But it wasn’t really theft.  It wasn’t.

Two weeks ago Cora, our mother, shanghaied me with a “family meeting” at my favorite Starbucks.  When they first split up, if either of them was late for a pick up, I would sit in the corner and listen in on people’s first dates, or the baristas bitching about which customer tipped in pennies, or who they thought was throwing up in the ladies room.  I loved to put on my headphones and pretend to listen to music and spy.  My parents decided it was a good neutral spot when they first separated, when they yelled constantly about “their needs” and who was doing what wrong and screwing me up for all eternity, like they’d made being an asshole to your spouse an Olympic event.  Starbucks introduced the public shame factor.  They still hated each other, but they learned to hate each other politely and with the volume dialed down.

My Dad had on a pink shirt, the button down kind, that his new girlfriend, Cindy, probably bought him.  She’s a stylist, which means that she gets paid by adults to dress them in age-inappropriate clothing and then tell them that they look “hip.”  Atlanta is full of tight-assed, bleach-blonde women who look twenty from behind, and turn around to reveal their botoxed, eight thousand year old, veiny-handed glory.  These are Cindy’s clients.  She likes that my father is a carpenter.  “He works with his hands,” she said to me, and I swear it was dirty. 

My mom looked tired, but then she always looked tired.  She had left Birch (yes, she named my half-brother after a tree) with Lynette, which meant that she was fiddling with her boobs to see if they were going to explode.

“Mom!”

“Oh,” she said.  “Sorry.  I forget sometimes.”

“You forget all the time.”

She closed her eyes for a minute and then opened them.  I don’t think she even heard me.

“Anna,” my father said in his sad, authoritarian voice.  Pink shirt, soy latte, Dad, I cannot take you seriously.  “You have to start treating Lynette with respect, and Cindy as well.”

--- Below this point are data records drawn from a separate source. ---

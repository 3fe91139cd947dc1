//! Structural extraction from recovered TypeScript sources.

mod events;
mod methods;
mod properties;
mod static_eval;
mod styles;
mod syntax;
pub mod types;
pub mod typescript;

pub use events::events_from_properties;
pub use types::{ParserConventions, PropertyBag};
pub use typescript::TypeScriptStructureParser;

Poor, poor step-dults.  They both looked so earnest, like they really cared whether or not I pretended not to hear Lynette when she wanted me to play Cinderella for an hour, or that it hurt Cindy’s feelings that I didn’t want to go with her to buy overpriced purple jeans for some third-tier hip hop star.  I had almost convinced myself that I could leverage the situation into a new phone, when my Mom came out with this beautiful and well-rehearsed number:

“And because your father is starting his own business, and I’d like to stay home with Birch, we won’t be able to afford your school anymore.  We have a thousand dollars allotted for your activities for the year.  Five hundred for the fall and five hundred for the spring.  It’s really a lot, if you think about it, but that’s only if we take you out of Lakewood and put you at McKinley.”

My dad was staring right through me to the table behind us.

My mom checked her right boob again.

It felt like there was a boa constrictor around my throat.

“We looked at the test scores, and they’re really not that different at McKinley.  It’s close to the house, and you can walk home if you need to.”  My mom was giving me the same look she gives a chicken when she wants to see if it’s done or not.  “We know that you have friends at Lakewood, but you’ll make new friends.”

“You make new friends,” I said.  “I like my friends.”

I had complained about Lakewood every morning my mom dragged me there, but suddenly it seemed like an island in the Bahamas.  Lakewood was small, and there was a park on the campus where we could go outside to eat lunch.  We had a period just to read at the library, and my teachers all dressed like they were professors from a movie set in the 1950s.  The teachers at McKinley looked like latent pedophiles, and the cafeteria might as well have been a prison.  I’d hears stories from my friend Doon.  I didn’t need my mom to give me the hard sell.

“Now, Anna,” my dad countered.  “This isn’t easy for us to have to say.”

“Then don’t say it.  You don’t have to say anything, do you?  You just want to because you have some anorexic teenager buying you pink shirts and you’re too lazy to work now that the baby is a born.  And he’s a toddler now, in case you hadn’t noticed.  He’d be happy if you went back to work.  I wouldn’t want to say around that crazy house all day, why would he?”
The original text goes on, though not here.